Dorota Gawęda and Eglė Kulbokaitė, Mouthless Part I, 2020. Video, 45:36 

Mouthless Part I opens up and an important process of investigation into the concept of ‘Nature’ as that, which has traditionally been defined as outside to the subject; and the illusory promise of a subjectivity as whole and separate to the environment; and reconsider the art-historicised trope of landscape as technologically framed image. Mouthless Part I research spans a number of topics and urgencies the artists see as intertwined into the ecology of landscape including: specific accounts of witch trials; histories of European deforestation; contemporary desertification; various rituals connected to mourning, death and the threshold; eco-feminist theory, specific accounts of witch trials; recent bog fires in Eastern Poland; folkloric undead beings originating in Slavic and Baltic cultures connected to the soil, swamp and terrestrial waters; historic redefinition of the relation of the individual and the land and the contemporary complexity of the overhanging ecological drama.

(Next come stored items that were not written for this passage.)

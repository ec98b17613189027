//! Markdown formatting of snapshots and operation results.
//!
//! Everything here implements [`std::fmt::Display`] and produces markdown,
//! which the CLI's terminal renderer turns into rich output (or prints as
//! plain text with `--no-color`).
//!
//! - [`summary`]: per-activity overview of a snapshot
//! - [`results`]: messages for written charts and records
//!
//! ```rust
//! use tracking_gantt_core::{display::SnapshotSummary, Snapshot};
//!
//! let text = "6\n0 5 -1 \n0 4 6 \n0 4 7 \n0 12 0 \n\n2 \n\n\n3 4 5 \n\n\n\n10 11 12 \n";
//! let snapshot: Snapshot = text.parse().unwrap();
//!
//! let output = SnapshotSummary::from_snapshot(&snapshot).to_string();
//! assert!(output.contains("# Snapshot at t = 6"));
//! assert!(output.contains("| 2 | ○ unstarted | 6 | 7 | 3..5 | 10..12 | 11 |"));
//! ```

pub mod results;
pub mod summary;

pub use results::{ChartWritten, RecordWritten};
pub use summary::{ActivitySummary, SnapshotSummary};
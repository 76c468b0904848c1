mod error;
mod finite_automaton;
mod graphviz;
mod matcher;
mod text_format;

use std::collections::{BTreeMap, BTreeSet};

pub use error::{AutomatonError, AutomatonResult};
pub use matcher::{MatchOutcome, Rejection, WordResult};
pub use text_format::save_results;

pub type StateLabel = String;
pub type StateSet = BTreeSet<StateLabel>;
pub type AutomatonTransitionList = BTreeMap<AutomatonTransition, StateSet>;

#[derive(Debug, Clone, Copy, PartialEq, Eq, PartialOrd, Ord, Hash)]
pub enum AutomatonTransition {
    Epsilon,
    Symbol(char),
}

// Use BTree here instead of Hash to get determenistic results every time
#[derive(Debug, Default, Clone, PartialEq, Eq)]
pub struct Nfa {
    states: StateSet,
    start_state: StateLabel,
    accept_states: StateSet,
    transitions: BTreeMap<StateLabel, AutomatonTransitionList>,
}

/// The symbols a DFA is built over, in the order the caller enumerated them.
///
/// Epsilon is not a `char`, so it can never end up in here.
#[derive(Debug, Default, Clone, PartialEq, Eq)]
pub struct Alphabet {
    symbols: Vec<char>,
}

pub type DfaStateId = usize;

#[derive(Debug, Clone, PartialEq, Eq)]
pub struct DfaState {
    /// Canonical identity: the NFA states this DFA state stands for.
    nfa_states: StateSet,
    /// Synthesized label, only ever used for display and serialization.
    label: String,
}

#[derive(Debug, Default, Clone, PartialEq, Eq)]
pub struct Dfa {
    alphabet: Alphabet,
    states: Vec<DfaState>,
    start_state: DfaStateId,
    accept_states: BTreeSet<DfaStateId>,
    transitions: BTreeMap<DfaStateId, BTreeMap<char, DfaStateId>>,
}
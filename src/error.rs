use std::{io, path::PathBuf};

use thiserror::Error;

/// Errors produced while loading, converting or saving automata.
///
/// Rejecting a word is not an error, see [`crate::MatchOutcome`].
#[derive(Debug, Error)]
pub enum AutomatonError {
    #[error("line {line}: missing {section} line")]
    MissingSection { line: usize, section: &'static str },

    #[error("line {line}: expected exactly one initial state, got {content:?}")]
    MalformedInitialState { line: usize, content: String },

    #[error("line {line}: expected `<state> <symbol> <next-state>`, got {content:?}")]
    MalformedTransition { line: usize, content: String },

    #[error("line {line}: symbol {token:?} is not a single character")]
    MultiCharSymbol { line: usize, token: String },

    #[error("symbol {0:?} is reserved for epsilon and cannot be part of the alphabet")]
    EpsilonInAlphabet(char),

    #[error("failed to render graph: {0}")]
    Render(String),

    #[error("{}: {source}", path.display())]
    Io {
        path: PathBuf,
        #[source]
        source: io::Error,
    },
}

pub type AutomatonResult<T> = Result<T, AutomatonError>;
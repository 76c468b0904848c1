use std::path::PathBuf;

use anyhow::Context;
use lexopt::{Arg, Parser, ValueExt};

const USAGE: &str = "\
Converts an NFA into a DFA by subset construction and runs words against it.

USAGE:
    nfa2dfa [OPTIONS] [NFA_FILE]

ARGS:
    <NFA_FILE>    NFA definition to convert [default: nfa.txt]

OPTIONS:
    -o, --output <PATH>      where to write the DFA [default: output.txt]
    -w, --words <PATH>       words to test, one per line [default: words.txt]
    -r, --results <PATH>     where to write the results [default: results.txt]
    -a, --alphabet <SYMS>    alphabet to build over, e.g. 01 [default: symbols used by the NFA]
    -e, --epsilon <TOKEN>    symbol token meaning epsilon [default: h]
        --dot <DIR>          also write DIR/nfa.dot and DIR/dfa.dot
        --no-color           disable colored output
    -q, --quiet              do not print the DFA listing or the results
    -v, --verbose            raise log verbosity, repeatable
    -h, --help               print this message
";

#[derive(Debug, Clone, PartialEq, Eq)]
pub struct Config {
    pub nfa: PathBuf,
    pub output: PathBuf,
    pub words: PathBuf,
    pub results: PathBuf,
    pub alphabet: Option<String>,
    pub epsilon: String,
    pub dot_dir: Option<PathBuf>,
    pub color: bool,
    pub quiet: bool,
    pub verbosity: u8,
}

impl Default for Config {
    fn default() -> Self {
        Self {
            nfa: PathBuf::from("nfa.txt"),
            output: PathBuf::from("output.txt"),
            words: PathBuf::from("words.txt"),
            results: PathBuf::from("results.txt"),
            alphabet: None,
            epsilon: "h".to_string(),
            dot_dir: None,
            color: true,
            quiet: false,
            verbosity: 0,
        }
    }
}

impl Config {
    /// Parses the command line. `Ok(None)` means help was requested.
    pub fn parse(p: &mut Parser) -> anyhow::Result<Option<Config>> {
        let mut config = Config::default();
        let mut nfa = None;

        while let Some(arg) = p.next()? {
            match arg {
                Arg::Short('h') | Arg::Long("help") => return Ok(None),
                Arg::Short('o') | Arg::Long("output") => {
                    config.output = p.value().context("--output")?.into();
                }
                Arg::Short('w') | Arg::Long("words") => {
                    config.words = p.value().context("--words")?.into();
                }
                Arg::Short('r') | Arg::Long("results") => {
                    config.results = p.value().context("--results")?.into();
                }
                Arg::Short('a') | Arg::Long("alphabet") => {
                    config.alphabet = Some(p.value()?.string().context("--alphabet")?);
                }
                Arg::Short('e') | Arg::Long("epsilon") => {
                    let epsilon = p.value()?.string().context("--epsilon")?;
                    if epsilon.is_empty() || epsilon.contains(char::is_whitespace) {
                        anyhow::bail!("--epsilon: token must be non-empty and without whitespace");
                    }
                    config.epsilon = epsilon;
                }
                Arg::Long("dot") => {
                    config.dot_dir = Some(p.value().context("--dot")?.into());
                }
                Arg::Long("no-color") => config.color = false,
                Arg::Short('q') | Arg::Long("quiet") => config.quiet = true,
                Arg::Short('v') | Arg::Long("verbose") => {
                    config.verbosity = config.verbosity.saturating_add(1);
                }
                Arg::Value(value) if nfa.is_none() => nfa = Some(PathBuf::from(value)),
                arg => return Err(arg.unexpected().into()),
            }
        }

        if let Some(nfa) = nfa {
            config.nfa = nfa;
        }
        Ok(Some(config))
    }

    pub fn usage() -> &'static str {
        USAGE
    }

    pub fn log_level(&self) -> log::LevelFilter {
        match self.verbosity {
            0 => log::LevelFilter::Warn,
            1 => log::LevelFilter::Info,
            2 => log::LevelFilter::Debug,
            _ => log::LevelFilter::Trace,
        }
    }
}
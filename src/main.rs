use std::{fs, io::Write};

use anyhow::Context;
use colored::Colorize;
use log::info;

use nfa2dfa::{save_results, Alphabet, MatchOutcome, Nfa};

mod args;

use args::Config;

fn main() {
    let config = match Config::parse(&mut lexopt::Parser::from_env()) {
        Ok(Some(config)) => config,
        Ok(None) => {
            print!("{}", Config::usage());
            return;
        }
        Err(err) => exit_with_error(err),
    };

    env_logger::Builder::new()
        .filter_level(config.log_level())
        .parse_default_env()
        .init();

    if !config.color {
        colored::control::set_override(false);
    }

    if let Err(err) = run(&config) {
        exit_with_error(err);
    }
}

fn exit_with_error(err: anyhow::Error) -> ! {
    let message = if std::env::var("RUST_BACKTRACE").map_or(false, |v| v == "1") {
        format!("{:?}", err)
    } else {
        format!("{:#}", err)
    };
    let _ = writeln!(&mut std::io::stderr(), "{} {}", "error:".red().bold(), message);
    std::process::exit(1);
}

fn run(config: &Config) -> anyhow::Result<()> {
    let nfa = Nfa::from_file(&config.nfa, &config.epsilon).context("failed to load the NFA")?;

    let alphabet = match &config.alphabet {
        Some(symbols) => Alphabet::new(symbols.chars().filter(|symbol| !symbol.is_whitespace())),
        None => Alphabet::from_nfa(&nfa),
    };
    alphabet.ensure_excludes(&config.epsilon)?;
    info!("alphabet: {:?}", alphabet.symbols());

    let dfa = nfa.to_dfa(&alphabet);
    dfa.save(&config.output).context("failed to save the DFA")?;

    if let Some(dot_dir) = &config.dot_dir {
        fs::create_dir_all(dot_dir)
            .with_context(|| format!("failed to create {}", dot_dir.display()))?;
        nfa.dump(dot_dir.join("nfa.dot"))?;
        dfa.dump(dot_dir.join("dfa.dot"))?;
    }

    if !config.quiet {
        println!("{}", dfa);
    }

    let words = fs::read_to_string(&config.words)
        .with_context(|| format!("failed to read words from {}", config.words.display()))?;
    let results = dfa.run_words(&words);
    save_results(&config.results, &results).context("failed to save the results")?;

    if !config.quiet {
        println!("\n{}", "Word results:".bold());
        for result in results.iter() {
            match result.outcome {
                MatchOutcome::Accepted => println!("{}", result.to_string().green()),
                MatchOutcome::Rejected(_) => println!("{}", result.to_string().red()),
            }
        }
    }

    Ok(())
}
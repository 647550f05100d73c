//! Decoder configuration.
//!
//! The SAV information element numbers are still provisional (the draft
//! leaves them TBD), so they are read from configuration rather than fixed in
//! code. Configuration is TOML:
//!
//! ```toml
//! trailing_bytes = "strict"
//!
//! [info_elements]
//! rule_type = 500
//! target_type = 501
//! matched_content = 502
//! policy_action = 503
//! match_count = 504
//! ```

use crate::error::{Result, SavError};
use serde::{Deserialize, Serialize};
use std::fs;
use std::path::Path;

/// Handling of bytes left after the last whole record of a list.
#[derive(Debug, Clone, Copy, Default, PartialEq, Eq, Serialize, Deserialize)]
#[serde(rename_all = "lowercase")]
pub enum TrailingBytesPolicy {
    /// Keep the whole records, report a warning diagnostic.
    #[default]
    Lenient,
    /// Fail the decode with `SavError::TrailingBytes`.
    Strict,
}

/// Information element numbers of the outer SAV record.
#[derive(Debug, Clone, PartialEq, Eq, Serialize, Deserialize)]
pub struct InfoElementIds {
    /// savRuleType
    #[serde(default = "default_rule_type")]
    pub rule_type: u16,

    /// savTargetType
    #[serde(default = "default_target_type")]
    pub target_type: u16,

    /// savMatchedContentList (subTemplateList)
    #[serde(default = "default_matched_content")]
    pub matched_content: u16,

    /// savPolicyAction
    #[serde(default = "default_policy_action")]
    pub policy_action: u16,

    /// savMatchCount, if the exporter sends one
    #[serde(default, skip_serializing_if = "Option::is_none")]
    pub match_count: Option<u16>,

    /// Explicit validation mode field, if the exporter sends one
    #[serde(default, skip_serializing_if = "Option::is_none")]
    pub validation_mode: Option<u16>,
}

/// Complete decoder configuration.
#[derive(Debug, Clone, Default, PartialEq, Eq, Serialize, Deserialize)]
pub struct DecoderConfig {
    #[serde(default)]
    pub trailing_bytes: TrailingBytesPolicy,

    #[serde(default)]
    pub info_elements: InfoElementIds,
}

fn default_rule_type() -> u16 {
    500
}

fn default_target_type() -> u16 {
    501
}

fn default_matched_content() -> u16 {
    502
}

fn default_policy_action() -> u16 {
    503
}

impl Default for InfoElementIds {
    fn default() -> Self {
        Self {
            rule_type: default_rule_type(),
            target_type: default_target_type(),
            matched_content: default_matched_content(),
            policy_action: default_policy_action(),
            match_count: None,
            validation_mode: None,
        }
    }
}

impl InfoElementIds {
    /// All configured ids, optional ones included when set.
    pub fn all(&self) -> Vec<u16> {
        let mut ids = vec![
            self.rule_type,
            self.target_type,
            self.matched_content,
            self.policy_action,
        ];
        ids.extend(self.match_count);
        ids.extend(self.validation_mode);
        ids
    }
}

impl DecoderConfig {
    /// Strict configuration with default IE numbers.
    pub fn strict() -> Self {
        Self {
            trailing_bytes: TrailingBytesPolicy::Strict,
            ..Self::default()
        }
    }

    /// Parses and validates a TOML document.
    pub fn from_toml_str(content: &str) -> Result<Self> {
        let config: Self = toml::from_str(content)
            .map_err(|e| SavError::Config(format!("Failed to parse config: {}", e)))?;
        config.validate()?;
        Ok(config)
    }

    /// Load configuration from file, falling back to defaults if file not found
    pub fn load_or_default(path: impl AsRef<Path>) -> Result<Self> {
        let path = path.as_ref();

        match fs::read_to_string(path) {
            Ok(content) => Self::from_toml_str(&content).map_err(|e| match e {
                SavError::Config(msg) => {
                    SavError::Config(format!("{}: {}", path.display(), msg))
                }
                other => other,
            }),
            Err(e) if e.kind() == std::io::ErrorKind::NotFound => {
                tracing::info!(
                    path = %path.display(),
                    "SAV decoder config not found, using defaults"
                );
                Ok(Self::default())
            }
            Err(e) => Err(SavError::Io(e)),
        }
    }

    /// Save configuration to file
    pub fn save(&self, path: impl AsRef<Path>) -> Result<()> {
        let content = toml::to_string_pretty(self)
            .map_err(|e| SavError::Config(format!("Failed to serialize config: {}", e)))?;

        fs::write(path, content)?;

        Ok(())
    }

    /// Checks that every configured IE number is distinct.
    pub fn validate(&self) -> Result<()> {
        let mut ids = self.info_elements.all();
        let total = ids.len();
        ids.sort_unstable();
        ids.dedup();

        if ids.len() != total {
            return Err(SavError::Config(
                "SAV information element numbers must be distinct".to_string(),
            ));
        }

        Ok(())
    }
}

#[cfg(test)]
mod tests {
    use super::*;
    use pretty_assertions::assert_eq;
    use tempfile::NamedTempFile;

    #[test]
    fn test_defaults() {
        let config = DecoderConfig::default();
        assert_eq!(config.trailing_bytes, TrailingBytesPolicy::Lenient);
        assert_eq!(config.info_elements.all(), vec![500, 501, 502, 503]);
        assert!(config.validate().is_ok());
    }

    #[test]
    fn test_partial_toml() {
        let config = DecoderConfig::from_toml_str(
            r#"
            trailing_bytes = "strict"

            [info_elements]
            matched_content = 30003
            match_count = 30004
            "#,
        )
        .unwrap();

        assert_eq!(config.trailing_bytes, TrailingBytesPolicy::Strict);
        assert_eq!(config.info_elements.rule_type, 500);
        assert_eq!(config.info_elements.matched_content, 30003);
        assert_eq!(config.info_elements.match_count, Some(30004));
        assert_eq!(config.info_elements.validation_mode, None);
    }

    #[test]
    fn test_duplicate_ids_rejected() {
        let err = DecoderConfig::from_toml_str(
            r#"
            [info_elements]
            rule_type = 501
            "#,
        )
        .unwrap_err();
        assert!(matches!(err, SavError::Config(_)));
    }

    #[test]
    fn test_bad_policy_rejected() {
        assert!(DecoderConfig::from_toml_str(r#"trailing_bytes = "loose""#).is_err());
    }

    #[test]
    fn test_missing_file_uses_defaults() {
        let dir = tempfile::tempdir().unwrap();
        let config = DecoderConfig::load_or_default(dir.path().join("absent.toml")).unwrap();
        assert_eq!(config, DecoderConfig::default());
    }

    #[test]
    fn test_save_and_load() {
        let file = NamedTempFile::new().unwrap();
        let mut config = DecoderConfig::strict();
        config.info_elements.validation_mode = Some(505);

        config.save(file.path()).unwrap();
        let loaded = DecoderConfig::load_or_default(file.path()).unwrap();
        assert_eq!(loaded, config);
    }
}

Words by Anastasiia Fedorova:

Mouthless Part I (2021), a film work by Dorota Gawęda and Eglė Kulbokaitė, is a study of the lack of comprehension, a meditation on free-flowing mutation, and a radical shift of perspective on humankind and the natural world. Confusion seeps into the cracks of history and flourishes in the comforting darkness, intricately organic like wet forest moss. Losing the rigidity of knowledge becomes a liberatory experience which enables finding voice for those who have been denied it – today and through the centuries.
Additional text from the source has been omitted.